**Record extracts**.
//! SSTable Builder
//!
//! Writes sorted entries to a new SSTable file.

use std::fs::{File, OpenOptions};
use std::io::{BufWriter, Seek, SeekFrom, Write};
use std::path::{Path, PathBuf};

use crate::error::{BlinkError, Result};
use crate::memtable::MemTableEntry;

use super::{SSTable, ENTRY_HEADER_SIZE, HEADER_SIZE, MAGIC, TOMBSTONE_MARKER, VERSION};

/// Builder for creating new SSTables from sorted entries
pub struct SSTableBuilder {
    path: PathBuf,
    writer: BufWriter<File>,
    entry_count: u64,
    /// Current write position (for index)
    current_offset: u64,
    /// Index: key → file offset of entry
    index: Vec<(Vec<u8>, u64)>,
    min_key: Option<Vec<u8>>,
    max_key: Option<Vec<u8>>,
    /// Running CRC hasher for data section
    data_hasher: crc32fast::Hasher,
}

impl SSTableBuilder {
    /// Create a new SSTable builder
    ///
    /// Writes header immediately; call `add()`/`add_tombstone()` in sorted order,
    /// then `finish()` to write index and footer.
    pub fn new(path: &Path) -> Result<Self> {
        let file = OpenOptions::new()
            .create(true)
            .write(true)
            .truncate(true)
            .open(path)?;

        let mut writer = BufWriter::new(file);

        // Write header (entry_count placeholder, patched in finish)
        writer.write_all(MAGIC)?;
        writer.write_all(&VERSION.to_le_bytes())?;
        writer.write_all(&0u64.to_le_bytes())?;

        Ok(Self {
            path: path.to_path_buf(),
            writer,
            entry_count: 0,
            current_offset: HEADER_SIZE,
            index: Vec::new(),
            min_key: None,
            max_key: None,
            data_hasher: crc32fast::Hasher::new(),
        })
    }

    /// Add a value with its expiry (must be called in sorted key order)
    pub fn add(&mut self, key: &[u8], value: &[u8], expire_at: u64) -> Result<()> {
        self.write_entry(key, Some(value), expire_at)
    }

    /// Add a tombstone (must be called in sorted key order)
    pub fn add_tombstone(&mut self, key: &[u8]) -> Result<()> {
        self.write_entry(key, None, 0)
    }

    /// Add a memtable entry as-is
    pub fn add_entry(&mut self, key: &[u8], entry: &MemTableEntry) -> Result<()> {
        match entry {
            MemTableEntry::Value { value, expire_at } => self.add(key, value, *expire_at),
            MemTableEntry::Tombstone => self.add_tombstone(key),
        }
    }

    fn write_entry(&mut self, key: &[u8], value: Option<&[u8]>, expire_at: u64) -> Result<()> {
        if let Some(last) = &self.max_key {
            if key <= last.as_slice() {
                return Err(BlinkError::Storage(
                    "SSTable keys must be added in strictly increasing order".to_string(),
                ));
            }
        }

        // Record offset for index
        self.index.push((key.to_vec(), self.current_offset));

        // Track min/max keys
        if self.min_key.is_none() {
            self.min_key = Some(key.to_vec());
        }
        self.max_key = Some(key.to_vec());

        let val_len = match value {
            Some(v) => v.len() as u32,
            None => TOMBSTONE_MARKER,
        };

        // Entry header: [key_len(4)][val_len(4)][expire_at(8)]
        let mut header = [0u8; ENTRY_HEADER_SIZE];
        header[0..4].copy_from_slice(&(key.len() as u32).to_le_bytes());
        header[4..8].copy_from_slice(&val_len.to_le_bytes());
        header[8..16].copy_from_slice(&expire_at.to_le_bytes());

        // Write and accumulate CRC
        self.writer.write_all(&header)?;
        self.writer.write_all(key)?;
        self.data_hasher.update(&header);
        self.data_hasher.update(key);

        let mut entry_size = (ENTRY_HEADER_SIZE + key.len()) as u64;

        // Tombstones carry no value bytes
        if let Some(v) = value {
            self.writer.write_all(v)?;
            self.data_hasher.update(v);
            entry_size += v.len() as u64;
        }

        self.current_offset += entry_size;
        self.entry_count += 1;

        Ok(())
    }

    /// Finish building: write index block, footer, and return metadata
    pub fn finish(mut self) -> Result<SSTable> {
        // Record where index block starts
        let index_offset = self.current_offset;

        // Write index block: [key_len(4)][offset(8)][key] for each entry
        for (key, offset) in &self.index {
            self.writer.write_all(&(key.len() as u32).to_le_bytes())?;
            self.writer.write_all(&offset.to_le_bytes())?;
            self.writer.write_all(key)?;
        }

        // Finalize CRC
        let data_crc = self.data_hasher.finalize();

        // Write footer: index_offset (8) + data_crc (4) + padding (4)
        self.writer.write_all(&index_offset.to_le_bytes())?;
        self.writer.write_all(&data_crc.to_le_bytes())?;
        self.writer.write_all(&[0u8; 4])?;

        // Flush everything
        self.writer.flush()?;

        let mut file = self
            .writer
            .into_inner()
            .map_err(|e| BlinkError::Storage(format!("Failed to flush SSTable: {}", e)))?;
        // Seek back and update entry count in header (after magic + version)
        file.seek(SeekFrom::Start(6))?;
        file.write_all(&self.entry_count.to_le_bytes())?;
        file.sync_all()?;

        let file_size = file.metadata()?.len();

        Ok(SSTable {
            path: self.path,
            entry_count: self.entry_count,
            min_key: self.min_key.unwrap_or_default(),
            max_key: self.max_key.unwrap_or_default(),
            file_size,
        })
    }
}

**Task to carry out**. Copy out the data exactly, keeping each line whole.

**Exercise solution**.
//! SSTable Builder
//!
//! Writes sorted entries to a new SSTable file.

use std::fs::{File, OpenOptions};
use std::io::{BufWriter, Seek, SeekFrom, Write};
use std::path::{Path, PathBuf};

use crate::error::{BlinkError, Result};
use crate::memtable::MemTableEntry;

use super::{SSTable, ENTRY_HEADER_SIZE, HEADER_SIZE, MAGIC, TOMBSTONE_MARKER, VERSION};

/// Builder for creating new SSTables from sorted entries
pub struct SSTableBuilder {
    path: PathBuf,
    writer: BufWriter<File>,
    entry_count: u64,
    /// Current write position (for index)
    current_offset: u64,
    /// Index: key → file offset of entry
    index: Vec<(Vec<u8>, u64)>,
    min_key: Option<Vec<u8>>,
    max_key: Option<Vec<u8>>,
    /// Running CRC hasher for data section
    data_hasher: crc32fast::Hasher,
}

impl SSTableBuilder {
    /// Create a new SSTable builder
    ///
    /// Writes header immediately; call `add()`/`add_tombstone()` in sorted order,
    /// then `finish()` to write index and footer.
    pub fn new(path: &Path) -> Result<Self> {
        let file = OpenOptions::new()
            .create(true)
            .write(true)
            .truncate(true)
            .open(path)?;

        let mut writer = BufWriter::new(file);

        // Write header (entry_count placeholder, patched in finish)
        writer.write_all(MAGIC)?;
        writer.write_all(&VERSION.to_le_bytes())?;
        writer.write_all(&0u64.to_le_bytes())?;

        Ok(Self {
            path: path.to_path_buf(),
            writer,
            entry_count: 0,
            current_offset: HEADER_SIZE,
            index: Vec::new(),
            min_key: None,
            max_key: None,
            data_hasher: crc32fast::Hasher::new(),
        })
    }

    /// Add a value with its expiry (must be called in sorted key order)
    pub fn add(&mut self, key: &[u8], value: &[u8], expire_at: u64) -> Result<()> {
        self.write_entry(key, Some(value), expire_at)
    }

    /// Add a tombstone (must be called in sorted key order)
    pub fn add_tombstone(&mut self, key: &[u8]) -> Result<()> {
        self.write_entry(key, None, 0)
    }

    /// Add a memtable entry as-is
    pub fn add_entry(&mut self, key: &[u8], entry: &MemTableEntry) -> Result<()> {
        match entry {
            MemTableEntry::Value { value, expire_at } => self.add(key, value, *expire_at),
            MemTableEntry::Tombstone => self.add_tombstone(key),
        }
    }

    fn write_entry(&mut self, key: &[u8], value: Option<&[u8]>, expire_at: u64) -> Result<()> {
        if let Some(last) = &self.max_key {
            if key <= last.as_slice() {
                return Err(BlinkError::Storage(
                    "SSTable keys must be added in strictly increasing order".to_string(),
                ));
            }
        }

        // Record offset for index
        self.index.push((key.to_vec(), self.current_offset));

        // Track min/max keys
        if self.min_key.is_none() {
            self.min_key = Some(key.to_vec());
        }
        self.max_key = Some(key.to_vec());

        let val_len = match value {
            Some(v) => v.len() as u32,
            None => TOMBSTONE_MARKER,
        };

        // Entry header: [key_len(4)][val_len(4)][expire_at(8)]
        let mut header = [0u8; ENTRY_HEADER_SIZE];
        header[0..4].copy_from_slice(&(key.len() as u32).to_le_bytes());
        header[4..8].copy_from_slice(&val_len.to_le_bytes());
        header[8..16].copy_from_slice(&expire_at.to_le_bytes());

        // Write and accumulate CRC
        self.writer.write_all(&header)?;
        self.writer.write_all(key)?;
        self.data_hasher.update(&header);
        self.data_hasher.update(key);

        let mut entry_size = (ENTRY_HEADER_SIZE + key.len()) as u64;

        // Tombstones carry no value bytes
        if let Some(v) = value {
            self.writer.write_all(v)?;
            self.data_hasher.update(v);
            entry_size += v.len() as u64;
        }

        self.current_offset += entry_size;
        self.entry_count += 1;

        Ok(())
    }

    /// Finish building: write index block, footer, and return metadata
    pub fn finish(mut self) -> Result<SSTable> {
        // Record where index block starts
        let index_offset = self.current_offset;

        // Write index block: [key_len(4)][offset(8)][key] for each entry
        for (key, offset) in &self.index {
            self.writer.write_all(&(key.len() as u32).to_le_bytes())?;
            self.writer.write_all(&offset.to_le_bytes())?;
            self.writer.write_all(key)?;
        }

        // Finalize CRC
        let data_crc = self.data_hasher.finalize();

        // Write footer: index_offset (8) + data_crc (4) + padding (4)
        self.writer.write_all(&index_offset.to_le_bytes())?;
        self.writer.write_all(&data_crc.to_le_bytes())?;
        self.writer.write_all(&[0u8; 4])?;

        // Flush everything
        self.writer.flush()?;

        let mut file = self
            .writer
            .into_inner()
            .map_err(|e| BlinkError::Storage(format!("Failed to flush SSTable: {}", e)))?;
        // Seek back and update entry count in header (after magic + version)
        file.seek(SeekFrom::Start(6))?;
        file.write_all(&self.entry_count.to_le_bytes())?;
        file.sync_all()?;

        let file_size = file.metadata()?.len();

        Ok(SSTable {
            path: self.path,
            entry_count: self.entry_count,
            min_key: self.min_key.unwrap_or_default(),
            max_key: self.max_key.unwrap_or_default(),
            file_size,
        })
    }
}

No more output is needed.